İnsanların, görülmesini istemedikleri veya kendileri için bir utanç vesilesi saydıkları konuları araştırmamak, İslam ahlak ve faziletlerinin başında gelmektedir. Çünkü insanoğlunun hiç bir ferdi, ayıp ve kusurdan muaf değildir. Eğer muaf olsaydı kişi başkalarının kusurunu bulmaktan zevk almaz veya mutlu olmazdı.

Ancak Resul ve Nebiler bu tarifin dışındadır. Onlar hiç kimsenin ayıp ve kusurunu araştırmaz bilakis noksan taraflarını kapatmak suretiyle insanları kazanmaya çalışırlar. Yani onlar kolay kolay hata etmezler. Şayet hata edecek olurlarsa, Yüce Allah onları uyarır ve hatalarından dönmelerini sağlar.

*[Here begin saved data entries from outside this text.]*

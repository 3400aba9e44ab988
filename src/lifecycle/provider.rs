use crate::config::{ConfigError, ProviderConfig};
use crate::gcp::{RolesetDataSource, ServiceAccountKeyResource};
use crate::resource::{Resource, ResourceError};
use provider_meta::{CallContext, Client, HttpTransport, ProviderMeta, ResourceData, Transport};
use serde_json::{Map, Value};
use std::collections::BTreeMap;
use std::sync::Arc;
use tracing::{debug, info, instrument};

type Registry = BTreeMap<&'static str, Arc<dyn Resource>>;

fn registry(entries: Vec<Arc<dyn Resource>>) -> Registry {
    entries
        .into_iter()
        .map(|resource| (resource.name(), resource))
        .collect()
}

/// The configured provider: the shared meta plus every data source and resource it serves.
///
/// `Provider` is the piece the host runtime talks to. It owns:
/// - **The meta**: a [`ProviderMeta`] holding the root client and the
///   provider-level resource data. It is stored as an opaque
///   `Arc<dyn CallContext>`, the same way the host hands it to resource hooks.
/// - **The registries**: data sources and resources by type name.
///
/// # Example
///
/// ```ignore
/// let provider = Provider::configure(&ProviderConfig::from_env()?)?;
///
/// let raw = json!({"backend": "gcp", "roleset": "editor"});
/// let roleset = provider
///     .read_data_source("vault_gcp_roleset", raw.as_object().cloned().unwrap_or_default())
///     .await?;
/// ```
///
/// `Provider` is `Send + Sync`; wrap it in an `Arc` to run operations from
/// many tasks at once. Operations in the same namespace share one client.
pub struct Provider {
    meta: Arc<dyn CallContext>,
    data_sources: Registry,
    resources: Registry,
}

impl Provider {
    /// Connects to the Vault server at `config.address`.
    pub fn configure(config: &ProviderConfig) -> Result<Self, ConfigError> {
        let transport = match config.timeout() {
            Some(timeout) => HttpTransport::with_timeout(&config.address, timeout)?,
            None => HttpTransport::new(&config.address)?,
        };
        Self::with_transport(config, Arc::new(transport))
    }

    /// Builds the provider over an arbitrary transport.
    pub fn with_transport(
        config: &ProviderConfig,
        transport: Arc<dyn Transport>,
    ) -> Result<Self, ConfigError> {
        let mut client = Client::new(transport);
        if let Some(token) = &config.token {
            client = client.with_token(token.as_str());
        }
        let provider_data = config.to_resource_data()?;

        info!(
            address = %config.address,
            namespace = config.namespace.as_deref().unwrap_or_default(),
            "Provider configured"
        );

        Ok(Self {
            meta: Arc::new(ProviderMeta::new(client, provider_data)),
            data_sources: registry(vec![Arc::new(RolesetDataSource) as Arc<dyn Resource>]),
            resources: registry(vec![Arc::new(ServiceAccountKeyResource) as Arc<dyn Resource>]),
        })
    }

    /// The meta value handed to every hook.
    pub fn meta(&self) -> &dyn CallContext {
        &*self.meta
    }

    /// The meta as its concrete type, for inspecting the client cache.
    pub fn provider_meta(&self) -> Option<&ProviderMeta> {
        self.meta().as_any().downcast_ref::<ProviderMeta>()
    }

    pub fn data_source_names(&self) -> Vec<&'static str> {
        self.data_sources.keys().copied().collect()
    }

    pub fn resource_names(&self) -> Vec<&'static str> {
        self.resources.keys().copied().collect()
    }

    fn data_source(&self, name: &str) -> Result<&Arc<dyn Resource>, ResourceError> {
        self.data_sources
            .get(name)
            .ok_or_else(|| ResourceError::UnknownResource(name.to_string()))
    }

    fn resource(&self, name: &str) -> Result<&Arc<dyn Resource>, ResourceError> {
        self.resources
            .get(name)
            .ok_or_else(|| ResourceError::UnknownResource(name.to_string()))
    }

    fn resource_data(
        resource: &dyn Resource,
        raw: Map<String, Value>,
    ) -> Result<ResourceData, ResourceError> {
        let d = ResourceData::from_raw(resource.schema(), raw)?;
        d.validate()?;
        Ok(d)
    }

    #[instrument(skip(self, raw))]
    pub async fn read_data_source(
        &self,
        name: &str,
        raw: Map<String, Value>,
    ) -> Result<ResourceData, ResourceError> {
        let data_source = self.data_source(name)?;
        let mut d = Self::resource_data(data_source.as_ref(), raw)?;
        debug!("Reading data source");

        data_source.read(&mut d, self.meta()).await?;
        info!(id = %d.id(), "Data source read");
        Ok(d)
    }

    #[instrument(skip(self, raw))]
    pub async fn create_resource(
        &self,
        name: &str,
        raw: Map<String, Value>,
    ) -> Result<ResourceData, ResourceError> {
        let resource = self.resource(name)?;
        let mut d = Self::resource_data(resource.as_ref(), raw)?;
        debug!("Creating resource");

        resource.create(&mut d, self.meta()).await?;
        info!(id = %d.id(), "Resource created");
        Ok(d)
    }

    /// Refreshes `d` from Vault.
    #[instrument(skip(self, d), fields(id = %d.id()))]
    pub async fn read_resource(&self, name: &str, d: &mut ResourceData) -> Result<(), ResourceError> {
        let resource = self.resource(name)?;
        resource.read(d, self.meta()).await
    }

    /// Applies changed inputs in place. Resources whose inputs all force
    /// replacement report [`ResourceError::Unsupported`].
    #[instrument(skip(self, d), fields(id = %d.id()))]
    pub async fn update_resource(
        &self,
        name: &str,
        d: &mut ResourceData,
    ) -> Result<(), ResourceError> {
        let resource = self.resource(name)?;
        resource.update(d, self.meta()).await?;
        info!("Resource updated");
        Ok(())
    }

    /// Runs the delete hook; on success the resource is gone from state.
    #[instrument(skip(self, d), fields(id = %d.id()))]
    pub async fn delete_resource(
        &self,
        name: &str,
        d: &mut ResourceData,
    ) -> Result<(), ResourceError> {
        let resource = self.resource(name)?;
        resource.delete(d, self.meta()).await?;

        d.set_id("");
        info!("Resource deleted");
        Ok(())
    }
}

Resul ve Nebiler dışındaki insanlar, başkalarının kusurunu her zaman göz önünde bulundurduğu halde kendi kusurlarını da umumiyetle göz ardı ederler. Bu durum her insanın manevi yapısına göre az veya çok olarak değişmektedir. Bundan dolayı Müslüman’ın şahsiyetini rencide edecek veya küçük düşürecek sırlarının başkalarına anlatılması, dinimiz tarafından tam bir ahlaksızlık olarak değerlendirilmiş ve yasaklanmıştır.

Zan ile hareket etmek, Resullerin davetine muhalefet eden hidayete tabi olmayan, sadece kuruntu ve kişisel arzularına tabi olan kimliği gelişmemiş, hayrı ve şerri birbirinden ayıramayan insanların işidir. Bu durumu açıklayan ayet-i kerime şöyledir.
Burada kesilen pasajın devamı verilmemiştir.